▶ [WORK ORDER]
Look in the data below for the line that contains "self.cases.len() - 1". Copy that line and the remaining lines exactly.

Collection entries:
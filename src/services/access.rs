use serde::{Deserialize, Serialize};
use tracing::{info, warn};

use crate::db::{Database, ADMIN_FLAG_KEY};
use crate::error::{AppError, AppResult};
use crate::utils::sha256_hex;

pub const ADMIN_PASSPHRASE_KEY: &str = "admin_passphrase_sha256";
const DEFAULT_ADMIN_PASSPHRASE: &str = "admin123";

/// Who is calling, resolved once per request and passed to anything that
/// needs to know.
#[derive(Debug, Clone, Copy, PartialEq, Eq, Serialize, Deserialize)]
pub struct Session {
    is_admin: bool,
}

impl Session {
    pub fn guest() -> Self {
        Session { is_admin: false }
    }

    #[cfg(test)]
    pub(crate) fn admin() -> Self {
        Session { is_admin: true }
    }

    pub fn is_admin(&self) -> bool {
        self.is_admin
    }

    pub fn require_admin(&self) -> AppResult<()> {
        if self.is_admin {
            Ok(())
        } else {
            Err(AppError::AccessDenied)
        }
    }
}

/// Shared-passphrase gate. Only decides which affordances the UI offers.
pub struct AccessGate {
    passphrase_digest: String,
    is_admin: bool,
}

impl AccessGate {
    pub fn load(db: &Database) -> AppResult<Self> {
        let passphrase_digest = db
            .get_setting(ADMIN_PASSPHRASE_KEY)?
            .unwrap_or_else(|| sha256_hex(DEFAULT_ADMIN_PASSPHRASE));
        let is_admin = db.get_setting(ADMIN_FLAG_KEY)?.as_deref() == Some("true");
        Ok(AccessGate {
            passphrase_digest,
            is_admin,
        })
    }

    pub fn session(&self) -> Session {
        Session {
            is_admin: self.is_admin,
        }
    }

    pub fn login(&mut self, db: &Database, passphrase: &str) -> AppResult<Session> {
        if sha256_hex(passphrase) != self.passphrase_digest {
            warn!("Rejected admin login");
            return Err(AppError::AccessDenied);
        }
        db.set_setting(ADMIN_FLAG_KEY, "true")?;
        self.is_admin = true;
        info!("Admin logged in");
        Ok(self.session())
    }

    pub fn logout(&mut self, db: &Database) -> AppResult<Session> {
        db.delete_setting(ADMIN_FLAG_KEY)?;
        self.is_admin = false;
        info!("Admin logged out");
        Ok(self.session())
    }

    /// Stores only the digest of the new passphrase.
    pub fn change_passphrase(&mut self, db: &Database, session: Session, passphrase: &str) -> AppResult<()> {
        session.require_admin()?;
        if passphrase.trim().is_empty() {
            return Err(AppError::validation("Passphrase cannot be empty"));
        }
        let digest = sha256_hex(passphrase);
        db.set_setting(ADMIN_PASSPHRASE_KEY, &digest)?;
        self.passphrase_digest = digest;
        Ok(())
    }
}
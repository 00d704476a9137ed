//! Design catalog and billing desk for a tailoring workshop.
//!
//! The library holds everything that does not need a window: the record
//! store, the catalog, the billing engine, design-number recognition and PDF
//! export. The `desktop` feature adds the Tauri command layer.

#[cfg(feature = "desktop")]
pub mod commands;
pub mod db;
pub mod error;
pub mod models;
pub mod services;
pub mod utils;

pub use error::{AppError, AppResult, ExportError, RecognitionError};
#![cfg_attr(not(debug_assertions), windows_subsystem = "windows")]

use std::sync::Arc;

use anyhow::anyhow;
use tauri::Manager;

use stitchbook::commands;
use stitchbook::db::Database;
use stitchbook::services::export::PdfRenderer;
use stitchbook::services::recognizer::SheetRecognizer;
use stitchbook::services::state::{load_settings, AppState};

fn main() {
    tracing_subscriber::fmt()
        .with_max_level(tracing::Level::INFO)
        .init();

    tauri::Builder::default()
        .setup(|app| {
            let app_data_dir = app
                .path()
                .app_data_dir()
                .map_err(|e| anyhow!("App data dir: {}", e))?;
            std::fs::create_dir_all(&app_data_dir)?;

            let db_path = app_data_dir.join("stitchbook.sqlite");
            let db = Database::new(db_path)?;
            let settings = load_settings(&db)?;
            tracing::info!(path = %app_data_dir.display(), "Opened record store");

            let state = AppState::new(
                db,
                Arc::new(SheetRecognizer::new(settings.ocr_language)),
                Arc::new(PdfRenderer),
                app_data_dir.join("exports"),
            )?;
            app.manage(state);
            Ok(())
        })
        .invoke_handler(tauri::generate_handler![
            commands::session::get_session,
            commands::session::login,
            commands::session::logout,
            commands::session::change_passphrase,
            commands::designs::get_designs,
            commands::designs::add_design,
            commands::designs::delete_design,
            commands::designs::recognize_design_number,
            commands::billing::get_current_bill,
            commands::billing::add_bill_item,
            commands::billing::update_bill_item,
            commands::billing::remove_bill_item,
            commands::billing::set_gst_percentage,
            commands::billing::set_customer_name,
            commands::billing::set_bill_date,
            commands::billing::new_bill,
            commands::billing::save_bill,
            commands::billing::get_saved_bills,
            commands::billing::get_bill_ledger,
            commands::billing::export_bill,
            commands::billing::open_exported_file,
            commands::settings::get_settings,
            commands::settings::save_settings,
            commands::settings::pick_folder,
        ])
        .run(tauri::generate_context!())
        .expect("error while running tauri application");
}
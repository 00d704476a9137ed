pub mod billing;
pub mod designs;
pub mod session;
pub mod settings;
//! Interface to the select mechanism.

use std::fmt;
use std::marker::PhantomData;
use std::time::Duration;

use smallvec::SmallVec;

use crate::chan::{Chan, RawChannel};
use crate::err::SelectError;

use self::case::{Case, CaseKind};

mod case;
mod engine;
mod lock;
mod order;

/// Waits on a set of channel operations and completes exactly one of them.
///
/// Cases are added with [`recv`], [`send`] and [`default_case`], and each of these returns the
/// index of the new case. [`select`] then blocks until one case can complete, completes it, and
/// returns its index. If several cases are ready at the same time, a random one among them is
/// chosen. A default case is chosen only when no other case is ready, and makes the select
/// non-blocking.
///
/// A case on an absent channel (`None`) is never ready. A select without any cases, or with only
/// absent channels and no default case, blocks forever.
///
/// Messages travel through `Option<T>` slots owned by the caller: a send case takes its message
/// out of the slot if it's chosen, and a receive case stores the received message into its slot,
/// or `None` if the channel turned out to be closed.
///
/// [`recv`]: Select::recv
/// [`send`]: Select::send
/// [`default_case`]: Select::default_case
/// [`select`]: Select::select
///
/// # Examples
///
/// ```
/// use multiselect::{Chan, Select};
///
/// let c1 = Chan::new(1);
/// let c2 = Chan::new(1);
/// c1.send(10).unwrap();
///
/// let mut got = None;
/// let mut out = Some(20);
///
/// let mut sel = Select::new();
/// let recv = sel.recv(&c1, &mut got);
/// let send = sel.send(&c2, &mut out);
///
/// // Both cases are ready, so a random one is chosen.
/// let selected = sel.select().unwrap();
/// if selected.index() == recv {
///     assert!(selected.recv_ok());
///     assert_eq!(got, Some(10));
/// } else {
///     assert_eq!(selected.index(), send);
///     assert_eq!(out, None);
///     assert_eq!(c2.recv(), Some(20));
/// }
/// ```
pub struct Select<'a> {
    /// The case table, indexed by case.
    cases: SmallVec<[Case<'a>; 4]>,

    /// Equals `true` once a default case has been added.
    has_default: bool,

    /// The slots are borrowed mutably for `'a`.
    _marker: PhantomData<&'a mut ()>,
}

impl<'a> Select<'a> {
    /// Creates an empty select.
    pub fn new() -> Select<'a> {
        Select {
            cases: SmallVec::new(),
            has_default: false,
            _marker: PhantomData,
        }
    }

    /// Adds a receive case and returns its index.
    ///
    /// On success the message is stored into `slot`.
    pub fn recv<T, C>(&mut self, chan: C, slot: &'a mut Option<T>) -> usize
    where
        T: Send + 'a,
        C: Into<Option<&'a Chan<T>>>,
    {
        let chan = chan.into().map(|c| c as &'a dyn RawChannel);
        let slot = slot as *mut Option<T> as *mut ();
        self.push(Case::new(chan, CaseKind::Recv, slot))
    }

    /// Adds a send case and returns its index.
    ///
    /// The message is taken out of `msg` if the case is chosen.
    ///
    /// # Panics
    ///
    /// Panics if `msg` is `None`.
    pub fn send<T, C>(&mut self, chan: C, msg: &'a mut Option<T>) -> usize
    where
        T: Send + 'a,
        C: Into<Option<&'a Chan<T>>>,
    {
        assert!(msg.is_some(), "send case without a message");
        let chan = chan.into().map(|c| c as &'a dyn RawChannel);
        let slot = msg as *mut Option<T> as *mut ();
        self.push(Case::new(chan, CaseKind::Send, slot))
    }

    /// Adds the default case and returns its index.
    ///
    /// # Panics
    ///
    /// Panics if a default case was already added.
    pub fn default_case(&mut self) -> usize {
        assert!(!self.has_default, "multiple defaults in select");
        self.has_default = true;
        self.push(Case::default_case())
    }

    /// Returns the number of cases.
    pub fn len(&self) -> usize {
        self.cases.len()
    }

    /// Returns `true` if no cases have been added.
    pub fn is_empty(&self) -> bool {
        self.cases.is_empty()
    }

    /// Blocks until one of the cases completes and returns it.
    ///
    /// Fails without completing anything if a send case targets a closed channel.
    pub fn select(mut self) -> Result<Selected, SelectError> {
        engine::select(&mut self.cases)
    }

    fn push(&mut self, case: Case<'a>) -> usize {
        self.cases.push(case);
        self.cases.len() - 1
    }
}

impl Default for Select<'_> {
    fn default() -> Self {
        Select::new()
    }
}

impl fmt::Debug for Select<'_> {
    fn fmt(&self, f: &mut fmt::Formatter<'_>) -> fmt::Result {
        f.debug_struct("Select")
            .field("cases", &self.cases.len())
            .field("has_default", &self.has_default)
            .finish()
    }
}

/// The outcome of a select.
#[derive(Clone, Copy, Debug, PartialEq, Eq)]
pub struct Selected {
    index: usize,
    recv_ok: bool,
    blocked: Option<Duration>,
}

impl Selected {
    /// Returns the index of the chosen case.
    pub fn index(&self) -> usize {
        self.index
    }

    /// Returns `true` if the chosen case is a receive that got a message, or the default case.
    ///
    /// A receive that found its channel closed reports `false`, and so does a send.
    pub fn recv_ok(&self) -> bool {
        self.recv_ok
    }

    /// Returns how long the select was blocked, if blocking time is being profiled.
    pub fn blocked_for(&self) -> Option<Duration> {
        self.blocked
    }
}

▶ [RESPONSE TO THE TASK]
        self.cases.len() - 1
    }
}

impl Default for Select<'_> {
    fn default() -> Self {
        Select::new()
    }
}

impl fmt::Debug for Select<'_> {
    fn fmt(&self, f: &mut fmt::Formatter<'_>) -> fmt::Result {
        f.debug_struct("Select")
            .field("cases", &self.cases.len())
            .field("has_default", &self.has_default)
            .finish()
    }
}

/// The outcome of a select.
#[derive(Clone, Copy, Debug, PartialEq, Eq)]
pub struct Selected {
    index: usize,
    recv_ok: bool,
    blocked: Option<Duration>,
}

impl Selected {
    /// Returns the index of the chosen case.
    pub fn index(&self) -> usize {
        self.index
    }

    /// Returns `true` if the chosen case is a receive that got a message, or the default case.
    ///
    /// A receive that found its channel closed reports `false`, and so does a send.
    pub fn recv_ok(&self) -> bool {
        self.recv_ok
    }

    /// Returns how long the select was blocked, if blocking time is being profiled.
    pub fn blocked_for(&self) -> Option<Duration> {
        self.blocked
    }
}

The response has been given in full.